- O presidente Lula assinou decreto que aumenta as multas por maus-tratos a animais no Brasil.
- A norma, chamada “Justiça por Orelha”, atualiza regras de infrações ambientais e eleva as penalidades administrativas.
- As multas passam a variar de R$ 1,5 mil a R$ 50 mil por animal, com possibilidade de aplicação de até vinte vezes o valor em casos cruéis ou envolvendo espécies ameaçadas.
- A responsabilização administrativa é independente da esfera criminal, que já prevê reclusão de dois a cinco anos desde 2020.
- O decreto, que altera a Lei de Crimes Ambientais, cita o caso do cão comunitário Orelha, morto após agressões em Florianópolis no início deste ano.
O governo anunciou um decreto que endurece as multas por maus-tratos a animais no Brasil. A medida foi assinada pelo presidente Lula e ampliará as punições administrativas, principalmente para casos de violência ou negligência contra animais. O texto ainda não foi publicado no Diário Oficial.
A norma atualiza a aplicação de infrações ambientais, elevando consideravelmente os valores das penalidades. A autoridade responsável pela fiscalização poderá lavrar autos de infração quando identificar condutas enquadradas como maus-tratos. A mudança envolve a Lei de Crimes Ambientais e busca tornar as sanções mais efetivas, sem substituir a responsabilização criminal já prevista.
Batizada de Justiça por Orelha, a medida faz referência ao cão comunitário que morreu após agressões em Florianópolis, no início deste ano. O laudo pericial exumado não confirmou a causa da morte, mas não descartou trauma. O caso mobilizou a opinião pública e serviu como símbolo da discussão sobre proteção animal.
Detalhes da penalidade
A multa passou a variar de 1.500 a 50 mil reais por animal, conforme a gravidade da conduta e as consequências para a vítima. Anteriormente, os valores máximos chegavam a 3 mil reais. Em situações de crueldade extrema ou envolvimento de espécies ameaçadas, o teto pode superar 50 mil reais e chegar a até vinte vezes o valor base.

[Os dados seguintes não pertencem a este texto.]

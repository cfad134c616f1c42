//! Configuration for MirrorClaw
//!
//! Configuration is read from `<config dir>/mirrorclaw/config.json` and then
//! overridden by environment variables. Every field has a default, so a
//! missing file or a partial file is fine.
//!
//! # Environment overrides
//!
//! | Variable | Field |
//! |----------|-------|
//! | `MIRRORCLAW_HOME` | configuration directory |
//! | `MIRRORCLAW_DATA_DIR` | `mailbox.data_dir` |
//! | `MIRRORCLAW_PROVIDER` | `provider.kind` |
//! | `MIRRORCLAW_MODEL` | `provider.model` |
//! | `MIRRORCLAW_BASE_URL` | `provider.base_url` |
//! | `MIRRORCLAW_API_KEY` | `provider.api_key` |
//! | `MIRRORCLAW_ENABLED_GROUPS` | `tools.enabled_groups` (comma separated) |

use serde::{Deserialize, Serialize};
use std::path::{Path, PathBuf};
use tracing::{debug, info};

use crate::error::{MirrorError, Result};
use crate::mailbox::lease::LeasePolicy;

/// Top-level configuration.
#[derive(Debug, Clone, Default, Serialize, Deserialize)]
#[serde(default)]
pub struct Config {
    /// Mailbox, lease and presence settings.
    pub mailbox: MailboxConfig,
    /// Tool group settings.
    pub tools: ToolsConfig,
    /// LLM backend and session settings.
    pub provider: ProviderConfig,
}

/// Mailbox store and listener lease settings.
#[derive(Debug, Clone, Serialize, Deserialize)]
#[serde(default)]
pub struct MailboxConfig {
    /// Directory holding `inbox.json`, `listener_lock.json` and `status.json`.
    /// Defaults to `<config dir>/data`.
    pub data_dir: Option<PathBuf>,
    /// Messages kept after each send.
    pub max_messages: usize,
    /// Hard cap applied on read, between sends.
    pub max_total_messages: usize,
    /// Messages older than this are purged on read.
    pub retention_hours: u64,
    /// Fallback poll interval while listening.
    pub poll_interval_ms: u64,
    /// Lease lifetime; must exceed the listen refresh interval.
    pub lease_ttl_ms: u64,
    /// How often a waiting listener refreshes its lease.
    pub lease_refresh_secs: u64,
    /// What to do when the lease file cannot be read or written.
    pub lease_policy: LeasePolicy,
    /// Instance id used by the voice agent.
    pub voice_instance_id: String,
    /// Thread used by the voice agent when no thread is given.
    pub voice_thread_id: String,
    /// Listen timeout when the caller gives none.
    pub default_listen_timeout_secs: u64,
    /// Upper bound on any listen timeout.
    pub max_listen_timeout_secs: u64,
    /// Heartbeats older than this are shown as stale.
    pub stale_after_secs: u64,
}

impl Default for MailboxConfig {
    fn default() -> Self {
        Self {
            data_dir: None,
            max_messages: 100,
            max_total_messages: 500,
            retention_hours: 24,
            poll_interval_ms: 5_000,
            lease_ttl_ms: 310_000,
            lease_refresh_secs: 30,
            lease_policy: LeasePolicy::FailOpen,
            voice_instance_id: "voice-claude".to_string(),
            voice_thread_id: "voice-mirror".to_string(),
            default_listen_timeout_secs: 300,
            max_listen_timeout_secs: 600,
            stale_after_secs: 120,
        }
    }
}

/// Tool group settings.
#[derive(Debug, Clone, Serialize, Deserialize)]
#[serde(default)]
pub struct ToolsConfig {
    /// Dynamic groups idle for more than this many tool calls are unloaded.
    pub idle_unload_after_calls: u64,
    /// Groups loaded at startup in addition to the always-loaded ones.
    pub enabled_groups: Vec<String>,
}

impl Default for ToolsConfig {
    fn default() -> Self {
        Self {
            idle_unload_after_calls: 15,
            enabled_groups: Vec::new(),
        }
    }
}

/// LLM backend and conversation settings.
#[derive(Debug, Clone, Serialize, Deserialize)]
#[serde(default)]
pub struct ProviderConfig {
    /// Backend tag, e.g. `ollama`, `lmstudio`, `openai`, `groq`.
    pub kind: String,
    /// Model id; the backend default is used when unset.
    pub model: Option<String>,
    /// Base URL; the backend default is used when unset.
    pub base_url: Option<String>,
    /// Bearer token for hosted backends.
    pub api_key: Option<String>,
    /// Context window in tokens.
    pub context_length: u32,
    /// Tool calls allowed per user turn.
    pub max_tool_iterations: u32,
    /// Non-system messages kept in history.
    pub history_limit: usize,
    /// Most recent messages allowed to keep image payloads.
    pub image_history_limit: usize,
    /// Hard timeout for a single request.
    pub request_timeout_secs: u64,
    /// Warn when no response has started after this long.
    pub slow_response_warning_secs: u64,
    /// System prompt seeded on session start.
    pub system_prompt: Option<String>,
}

impl Default for ProviderConfig {
    fn default() -> Self {
        Self {
            kind: "ollama".to_string(),
            model: None,
            base_url: None,
            api_key: None,
            context_length: 32_768,
            max_tool_iterations: 10,
            history_limit: 20,
            image_history_limit: 4,
            request_timeout_secs: 120,
            slow_response_warning_secs: 60,
            system_prompt: None,
        }
    }
}

impl Config {
    /// Configuration directory (`~/.config/mirrorclaw` on Linux).
    pub fn dir() -> PathBuf {
        if let Ok(home) = std::env::var("MIRRORCLAW_HOME") {
            return PathBuf::from(home);
        }
        dirs::config_dir()
            .unwrap_or_else(|| PathBuf::from("."))
            .join("mirrorclaw")
    }

    /// Path of the configuration file.
    pub fn path() -> PathBuf {
        Self::dir().join("config.json")
    }

    /// Load configuration from the default path and apply env overrides.
    pub fn load() -> Result<Self> {
        let _ = dotenvy::dotenv();
        let mut config = Self::load_from(&Self::path())?;
        config.apply_env_overrides();
        Ok(config)
    }

    /// Load configuration from a file, returning defaults if it doesn't exist.
    pub fn load_from(path: &Path) -> Result<Self> {
        if !path.exists() {
            debug!(path = %path.display(), "No config file, using defaults");
            return Ok(Self::default());
        }
        let content = std::fs::read_to_string(path)?;
        let config: Config = serde_json::from_str(&content)
            .map_err(|e| MirrorError::Config(format!("{}: {}", path.display(), e)))?;
        info!(path = %path.display(), "Loaded configuration");
        Ok(config)
    }

    /// Apply `MIRRORCLAW_*` environment variables on top of file values.
    pub fn apply_env_overrides(&mut self) {
        self.apply_overrides(|key| std::env::var(key).ok());
    }

    fn apply_overrides(&mut self, get: impl Fn(&str) -> Option<String>) {
        if let Some(dir) = get("MIRRORCLAW_DATA_DIR") {
            self.mailbox.data_dir = Some(PathBuf::from(dir));
        }
        if let Some(kind) = get("MIRRORCLAW_PROVIDER") {
            self.provider.kind = kind;
        }
        if let Some(model) = get("MIRRORCLAW_MODEL") {
            self.provider.model = Some(model);
        }
        if let Some(url) = get("MIRRORCLAW_BASE_URL") {
            self.provider.base_url = Some(url);
        }
        if let Some(key) = get("MIRRORCLAW_API_KEY") {
            self.provider.api_key = Some(key);
        }
        if let Some(groups) = get("MIRRORCLAW_ENABLED_GROUPS") {
            self.tools.enabled_groups = groups
                .split(',')
                .map(|g| g.trim().to_string())
                .filter(|g| !g.is_empty())
                .collect();
        }
    }

    /// Resolved mailbox data directory.
    pub fn data_dir(&self) -> PathBuf {
        self.mailbox
            .data_dir
            .clone()
            .unwrap_or_else(|| Self::dir().join("data"))
    }
}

Critérios para a gravidade incluem o sofrimento imposto, a ocorrência de morte ou sequelas permanentes e a repetição da conduta pelo infrator. A atuação é de responsabilidade de órgãos de fiscalização ambiental, que poderão aplicar as penalidades mesmo sem abertura de processo criminal.

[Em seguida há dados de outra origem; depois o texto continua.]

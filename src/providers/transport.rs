//! Byte transport for streaming requests.

use async_trait::async_trait;
use futures::{Stream, StreamExt};
use serde_json::Value;
use std::pin::Pin;
use std::time::Duration;
use tracing::debug;

use super::kind::ProviderKind;
use crate::error::{MirrorError, Result};

/// Raw response bytes, chunked as they arrive.
pub type ByteStream = Pin<Box<dyn Stream<Item = Result<Vec<u8>>> + Send>>;

/// Opens a streaming chat completions request.
#[async_trait]
pub trait ChatTransport: Send + Sync {
    /// Send `body` and return the response byte stream.
    ///
    /// A non-success status is an error; the stream itself only carries
    /// body chunks.
    async fn open_stream(&self, body: &Value) -> Result<ByteStream>;
}

/// HTTP transport backed by `reqwest`.
pub struct HttpTransport {
    client: reqwest::Client,
    url: String,
    api_key: Option<String>,
}

impl HttpTransport {
    pub fn new(kind: ProviderKind, base_url: Option<&str>, api_key: Option<String>) -> Result<Self> {
        let client = reqwest::Client::builder()
            .connect_timeout(Duration::from_secs(10))
            .build()?;
        Ok(Self {
            client,
            url: kind.chat_endpoint(base_url),
            api_key: api_key.filter(|k| !k.trim().is_empty()),
        })
    }

    pub fn url(&self) -> &str {
        &self.url
    }
}

#[async_trait]
impl ChatTransport for HttpTransport {
    async fn open_stream(&self, body: &Value) -> Result<ByteStream> {
        debug!(url = %self.url, "Opening chat stream");
        let mut request = self
            .client
            .post(&self.url)
            .header("Accept", "text/event-stream")
            .json(body);
        if let Some(key) = &self.api_key {
            request = request.bearer_auth(key);
        }

        let response = request.send().await?;
        let status = response.status();
        if !status.is_success() {
            let text = response.text().await.unwrap_or_default();
            let detail: String = text.chars().take(300).collect();
            return Err(MirrorError::Provider(format!(
                "{} returned {}: {}",
                self.url, status, detail
            )));
        }

        let stream = response
            .bytes_stream()
            .map(|chunk| chunk.map(|bytes| bytes.to_vec()).map_err(MirrorError::from));
        Ok(Box::pin(stream))
    }
}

Contexto e repercussão do caso Orelha
Orelha morreu em 4 de janeiro na Praia Brava, em Florianópolis. O animal era cuidado por moradores da região e era conhecido como cão comunitário. A suspeita recai sobre agressões praticadas por um grupo de adolescentes, segundo investigações da Polícia Civil de Santa Catarina. O episódio ganhou repercussão nacional e foi usado para embasar a discussão sobre leis de proteção animal.